Input for this task Start Marker

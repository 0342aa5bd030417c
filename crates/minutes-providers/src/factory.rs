//! Build an orchestrator from configuration.

use std::collections::BTreeSet;
use std::sync::Arc;
use std::time::Duration;

use tracing::{info, warn};

use minutes_core::config::{ProviderConfig, ProviderCredential};
use minutes_core::errors::MinutesResult;
use minutes_core::models::ProviderKind;
use minutes_core::traits::CompletionProvider;

use crate::clients::{AnthropicClient, ChatCompletionsClient};
use crate::orchestrator::ProviderOrchestrator;

/// Configured credentials plus, when enabled, `MINUTES_<KIND>_API_KEY`
/// variables for kinds the configuration does not mention.
pub fn resolve_credentials(config: &ProviderConfig) -> Vec<ProviderCredential> {
    resolve_credentials_with(config, |name| std::env::var(name).ok())
}

/// [`resolve_credentials`] with an injectable environment lookup.
pub fn resolve_credentials_with(
    config: &ProviderConfig,
    lookup: impl Fn(&str) -> Option<String>,
) -> Vec<ProviderCredential> {
    let mut seen = BTreeSet::new();
    let mut resolved = Vec::new();
    for cred in &config.credentials {
        if !seen.insert(cred.kind) {
            warn!(provider = %cred.kind, "duplicate credential ignored");
            continue;
        }
        if cred.api_key.trim().is_empty() && cred.kind != ProviderKind::Local {
            warn!(provider = %cred.kind, "credential without API key ignored");
            continue;
        }
        resolved.push(cred.clone());
    }

    if config.load_env_credentials {
        for kind in ProviderKind::ALL {
            if seen.contains(&kind) {
                continue;
            }
            if let Some(key) = lookup(&kind.api_key_env_var()).filter(|k| !k.trim().is_empty()) {
                resolved.push(ProviderCredential::new(kind, key.trim()));
            }
        }
    }
    resolved
}

/// Construct the client for one credential.
pub fn build_client(
    cred: &ProviderCredential,
    timeout: Duration,
) -> MinutesResult<Arc<dyn CompletionProvider>> {
    let client: Arc<dyn CompletionProvider> = match cred.kind {
        ProviderKind::Anthropic => Arc::new(AnthropicClient::new(
            cred.api_key.clone(),
            cred.model.clone(),
            cred.base_url.clone(),
            timeout,
        )?),
        kind => Arc::new(ChatCompletionsClient::new(
            kind,
            cred.api_key.clone(),
            cred.model.clone(),
            cred.base_url.clone(),
            timeout,
        )?),
    };
    Ok(client)
}

/// Build an orchestrator with one client per resolved credential.
///
/// Zero credentials yields an orchestrator that reports "not configured".
pub fn build_orchestrator(config: &ProviderConfig) -> MinutesResult<ProviderOrchestrator> {
    build_orchestrator_from(config, resolve_credentials(config))
}

pub fn build_orchestrator_from(
    config: &ProviderConfig,
    credentials: Vec<ProviderCredential>,
) -> MinutesResult<ProviderOrchestrator> {
    let timeout = Duration::from_secs(config.request_timeout_secs.max(1));
    let mut orchestrator = ProviderOrchestrator::new(timeout);
    orchestrator.set_preferred(config.preferred);
    for cred in &credentials {
        orchestrator.register(build_client(cred, timeout)?);
    }
    info!(
        providers = orchestrator.provider_count(),
        order = ?orchestrator.fallback_order(),
        "provider orchestrator ready"
    );
    Ok(orchestrator)
}

#[cfg(test)]
mod tests {
    use super::*;

    #[test]
    fn env_credentials_fill_unconfigured_kinds() {
        let config = ProviderConfig {
            credentials: vec![ProviderCredential::new(ProviderKind::Groq, "cfg-key")],
            ..ProviderConfig::default()
        };
        let creds = resolve_credentials_with(&config, |name| match name {
            "MINUTES_GROQ_API_KEY" => Some("env-key".into()),
            "MINUTES_ANTHROPIC_API_KEY" => Some("anthropic-key".into()),
            "MINUTES_OPENAI_API_KEY" => Some("   ".into()),
            _ => None,
        });
        let kinds: Vec<_> = creds.iter().map(|c| c.kind).collect();
        assert_eq!(kinds, vec![ProviderKind::Groq, ProviderKind::Anthropic]);
        assert_eq!(creds[0].api_key, "cfg-key");
    }

    #[test]
    fn env_lookup_can_be_disabled() {
        let config = ProviderConfig {
            load_env_credentials: false,
            ..ProviderConfig::default()
        };
        assert!(resolve_credentials_with(&config, |_| Some("key".into())).is_empty());
    }

    #[test]
    fn blank_keys_are_ignored_except_local() {
        let config = ProviderConfig {
            load_env_credentials: false,
            credentials: vec![
                ProviderCredential::new(ProviderKind::OpenAi, ""),
                ProviderCredential::new(ProviderKind::Local, ""),
            ],
            ..ProviderConfig::default()
        };
        let creds = resolve_credentials_with(&config, |_| None);
        assert_eq!(creds.len(), 1);
        assert_eq!(creds[0].kind, ProviderKind::Local);
    }

    #[test]
    fn builds_one_client_per_credential() {
        let config = ProviderConfig {
            preferred: Some(ProviderKind::Anthropic),
            ..ProviderConfig::default()
        };
        let orchestrator = build_orchestrator_from(
            &config,
            vec![
                ProviderCredential::new(ProviderKind::OpenAi, "a"),
                ProviderCredential::new(ProviderKind::Anthropic, "b"),
            ],
        )
        .unwrap();
        assert_eq!(
            orchestrator.fallback_order(),
            vec![ProviderKind::Anthropic, ProviderKind::OpenAi]
        );
    }
}
use std::fmt;

use serde::{Deserialize, Serialize};

use super::defaults;
use crate::models::ProviderKind;

/// Credentials and endpoint for one provider.
#[derive(Clone, Serialize, Deserialize)]
pub struct ProviderCredential {
    pub kind: ProviderKind,
    pub api_key: String,
    /// Model override; each client has its own default.
    #[serde(default)]
    pub model: Option<String>,
    /// Endpoint override, e.g. a self-hosted OpenAI-compatible server.
    #[serde(default)]
    pub base_url: Option<String>,
}

impl ProviderCredential {
    pub fn new(kind: ProviderKind, api_key: impl Into<String>) -> Self {
        Self {
            kind,
            api_key: api_key.into(),
            model: None,
            base_url: None,
        }
    }
}

// Keys never reach logs.
impl fmt::Debug for ProviderCredential {
    fn fmt(&self, f: &mut fmt::Formatter<'_>) -> fmt::Result {
        f.debug_struct("ProviderCredential")
            .field("kind", &self.kind)
            .field("api_key", &"<redacted>")
            .field("model", &self.model)
            .field("base_url", &self.base_url)
            .finish()
    }
}

/// Provider orchestration configuration.
#[derive(Debug, Clone, Serialize, Deserialize)]
#[serde(default)]
pub struct ProviderConfig {
    /// Tried first when configured.
    pub preferred: Option<ProviderKind>,
    /// Per-call timeout enforced by the orchestrator.
    pub request_timeout_secs: u64,
    /// Also pick up `MINUTES_<KIND>_API_KEY` variables.
    pub load_env_credentials: bool,
    pub credentials: Vec<ProviderCredential>,
}

impl Default for ProviderConfig {
    fn default() -> Self {
        Self {
            preferred: None,
            request_timeout_secs: defaults::DEFAULT_REQUEST_TIMEOUT_SECS,
            load_env_credentials: defaults::DEFAULT_LOAD_ENV_CREDENTIALS,
            credentials: Vec::new(),
        }
    }
}

#[cfg(test)]
mod tests {
    use super::*;

    #[test]
    fn debug_output_redacts_api_key() {
        let cred = ProviderCredential::new(ProviderKind::OpenAi, "sk-secret-value");
        let rendered = format!("{cred:?}");
        assert!(!rendered.contains("sk-secret-value"));
        assert!(rendered.contains("<redacted>"));
    }
}
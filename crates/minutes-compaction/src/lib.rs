//! # minutes-compaction
//!
//! Turns the raw transcript into a bounded hierarchy after every append:
//! chunks → micro-summaries → section summaries.
//!
//! Trigger evaluation is pure ([`scheduling`]); the [`CompactionScheduler`]
//! snapshots the store, calls providers outside the lock, and applies the
//! result only if the session is unchanged and nothing was cancelled.

pub mod engine;
pub mod report;
pub mod scheduling;

pub use engine::CompactionScheduler;
pub use report::{CompactionReport, LevelOutcome};
pub use scheduling::{evaluate_triggers, TriggerReason, TriggerSignals};
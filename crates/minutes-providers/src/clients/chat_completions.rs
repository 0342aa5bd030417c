//! OpenAI-compatible `/chat/completions` client.
//!
//! Serves OpenAI, Gemini (through its OpenAI-compatible endpoint), Groq,
//! OpenRouter, and local servers such as Ollama.

use std::time::{Duration, Instant};

use async_trait::async_trait;
use serde::{Deserialize, Serialize};
use tracing::debug;

use minutes_core::errors::{MinutesResult, ProviderError};
use minutes_core::models::{ProviderKind, ProviderResponse, SummaryRequest};
use minutes_core::traits::CompletionProvider;

use super::{http_client, invalid, status_error, transport_error, Completion};
use crate::prompts;

#[derive(Debug, Serialize)]
pub struct ChatMessage {
    pub role: &'static str,
    pub content: String,
}

#[derive(Debug, Serialize)]
pub struct ChatRequest {
    pub model: String,
    pub messages: Vec<ChatMessage>,
    pub max_tokens: u32,
    pub temperature: f32,
}

#[derive(Debug, Deserialize)]
struct ChatResponse {
    #[serde(default)]
    choices: Vec<ChatChoice>,
    usage: Option<ChatUsage>,
}

#[derive(Debug, Deserialize)]
struct ChatChoice {
    message: ChatChoiceMessage,
}

#[derive(Debug, Deserialize)]
struct ChatChoiceMessage {
    content: Option<String>,
}

#[derive(Debug, Deserialize)]
struct ChatUsage {
    total_tokens: Option<u32>,
}

/// Build the JSON body for one completion.
pub fn build_request(model: &str, system: &str, user: String, max_tokens: u32) -> ChatRequest {
    ChatRequest {
        model: model.to_string(),
        messages: vec![
            ChatMessage {
                role: "system",
                content: system.to_string(),
            },
            ChatMessage {
                role: "user",
                content: user,
            },
        ],
        max_tokens,
        temperature: 0.3,
    }
}

/// Extract the first choice's text and the total token usage.
pub fn parse_response(kind: ProviderKind, body: &str) -> Result<Completion, ProviderError> {
    let parsed: ChatResponse =
        serde_json::from_str(body).map_err(|e| invalid(kind, format!("malformed JSON: {e}")))?;
    let text = parsed
        .choices
        .into_iter()
        .next()
        .and_then(|c| c.message.content)
        .ok_or_else(|| invalid(kind, "response has no choices"))?;
    Ok(Completion {
        text: text.trim().to_string(),
        tokens_used: parsed.usage.and_then(|u| u.total_tokens),
    })
}

/// A provider speaking the OpenAI chat completions protocol.
pub struct ChatCompletionsClient {
    kind: ProviderKind,
    http: reqwest::Client,
    api_key: String,
    model: String,
    base_url: String,
    timeout: Duration,
}

impl ChatCompletionsClient {
    pub fn new(
        kind: ProviderKind,
        api_key: impl Into<String>,
        model: Option<String>,
        base_url: Option<String>,
        timeout: Duration,
    ) -> MinutesResult<Self> {
        Ok(Self {
            kind,
            http: http_client(kind, timeout)?,
            api_key: api_key.into(),
            model: model.unwrap_or_else(|| Self::default_model(kind).to_string()),
            base_url: base_url
                .unwrap_or_else(|| Self::default_base_url(kind).to_string())
                .trim_end_matches('/')
                .to_string(),
            timeout,
        })
    }

    pub fn default_base_url(kind: ProviderKind) -> &'static str {
        match kind {
            ProviderKind::OpenAi => "https://api.openai.com/v1",
            ProviderKind::Gemini => "https://generativelanguage.googleapis.com/v1beta/openai",
            ProviderKind::Groq => "https://api.groq.com/openai/v1",
            ProviderKind::OpenRouter => "https://openrouter.ai/api/v1",
            ProviderKind::Local | ProviderKind::Anthropic => "http://localhost:11434/v1",
        }
    }

    pub fn default_model(kind: ProviderKind) -> &'static str {
        match kind {
            ProviderKind::OpenAi => "gpt-4o-mini",
            ProviderKind::Gemini => "gemini-1.5-flash",
            ProviderKind::Groq => "llama-3.1-8b-instant",
            ProviderKind::OpenRouter => "openai/gpt-4o-mini",
            ProviderKind::Local | ProviderKind::Anthropic => "llama3.1",
        }
    }

    pub fn endpoint(&self) -> String {
        format!("{}/chat/completions", self.base_url)
    }

    pub fn model(&self) -> &str {
        &self.model
    }

    async fn complete(&self, system: &str, user: String, max_tokens: u32) -> MinutesResult<(Completion, u64)> {
        let body = build_request(&self.model, system, user, max_tokens);
        let started = Instant::now();
        let mut request = self.http.post(self.endpoint()).json(&body);
        if !self.api_key.is_empty() {
            request = request.bearer_auth(&self.api_key);
        }
        if self.kind == ProviderKind::OpenRouter {
            request = request.header("X-Title", "minutes");
        }

        let response = request
            .send()
            .await
            .map_err(|e| transport_error(self.kind, self.timeout, e))?;
        let status = response.status();
        let text = response
            .text()
            .await
            .map_err(|e| transport_error(self.kind, self.timeout, e))?;
        if !status.is_success() {
            return Err(status_error(self.kind, status, &text).into());
        }

        let completion = parse_response(self.kind, &text)?;
        let latency_ms = started.elapsed().as_millis() as u64;
        debug!(
            provider = %self.kind,
            model = %self.model,
            latency_ms,
            tokens = ?completion.tokens_used,
            "chat completion received"
        );
        Ok((completion, latency_ms))
    }
}

#[async_trait]
impl CompletionProvider for ChatCompletionsClient {
    fn kind(&self) -> ProviderKind {
        self.kind
    }

    async fn answer_question(&self, question: &str, context: &str) -> MinutesResult<ProviderResponse> {
        let (completion, latency_ms) = self
            .complete(
                prompts::QUESTION_SYSTEM_PROMPT,
                prompts::question_prompt(question, context),
                512,
            )
            .await?;
        Ok(ProviderResponse::ok(self.kind, completion.text)
            .with_telemetry(completion.tokens_used, Some(latency_ms)))
    }

    async fn generate_summary(&self, request: &SummaryRequest) -> MinutesResult<String> {
        let (completion, _) = self
            .complete(
                prompts::system_prompt(request.summary_type),
                prompts::user_prompt(request),
                prompts::max_tokens(request),
            )
            .await?;
        Ok(completion.text)
    }
}
//! Record formatting.

use std::fmt::Write;

use chrono::{TimeZone, Utc};

use minutes_core::models::{MinutesRecord, SummarySource};

/// Render a record as Markdown for display or export.
pub fn render_markdown(record: &MinutesRecord) -> String {
    let mut out = String::new();
    let _ = writeln!(out, "# Minutes: {}", record.subject_name);
    let _ = writeln!(
        out,
        "\n{} to {} ({} minutes, {} transcript segments)",
        format_epoch(record.started_at),
        format_epoch(record.ended_at),
        record.duration_minutes,
        record.transcript_count
    );

    out.push_str("\n## Summary\n\n");
    out.push_str(record.summary.trim());
    out.push('\n');
    if let SummarySource::Template = record.summary_source {
        out.push_str("\n_Generated locally; no provider was available._\n");
    }

    if !record.decisions.is_empty() {
        out.push_str("\n## Decisions\n\n");
        for decision in &record.decisions {
            let _ = writeln!(out, "- {decision}");
        }
    }

    if !record.action_items.is_empty() {
        out.push_str("\n## Action items\n\n");
        for item in &record.action_items {
            let _ = writeln!(out, "- [ ] {item}");
        }
    }

    out
}

/// UTC `YYYY-MM-DD HH:MM`, or the raw value if out of range.
fn format_epoch(ms: i64) -> String {
    match Utc.timestamp_millis_opt(ms).single() {
        Some(dt) => dt.format("%Y-%m-%d %H:%M UTC").to_string(),
        None => ms.to_string(),
    }
}

#[cfg(test)]
mod tests {
    use super::*;

    fn record(source: SummarySource) -> MinutesRecord {
        MinutesRecord {
            session_id: "s1".into(),
            subject_name: "Alice".into(),
            started_at: 0,
            ended_at: 30 * 60_000,
            duration_minutes: 30,
            summary: "We planned the release.".into(),
            summary_source: source,
            decisions: vec!["Ship Monday [release]".into()],
            action_items: vec!["Write notes (owner: Bob)".into()],
            transcript_count: 42,
            section_count: 1,
        }
    }

    #[test]
    fn renders_all_sections() {
        let md = render_markdown(&record(SummarySource::ShortSession));
        assert!(md.starts_with("# Minutes: Alice\n"));
        assert!(md.contains("1970-01-01 00:00 UTC to 1970-01-01 00:30 UTC (30 minutes, 42 transcript segments)"));
        assert!(md.contains("## Decisions\n\n- Ship Monday [release]\n"));
        assert!(md.contains("- [ ] Write notes (owner: Bob)"));
        assert!(!md.contains("Generated locally"));
    }

    #[test]
    fn template_summaries_are_flagged() {
        let md = render_markdown(&record(SummarySource::Template));
        assert!(md.contains("Generated locally"));
    }
}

Input for this task End Marker

Write down, word for word, the lines above from the one containing "pub fn new(kind: ProviderKind, api_key: impl" through the one containing "never reach logs.", both ends included.

# Final answer:
    pub fn new(kind: ProviderKind, api_key: impl Into<String>) -> Self {
        Self {
            kind,
            api_key: api_key.into(),
            model: None,
            base_url: None,
        }
    }
}

// Keys never reach logs.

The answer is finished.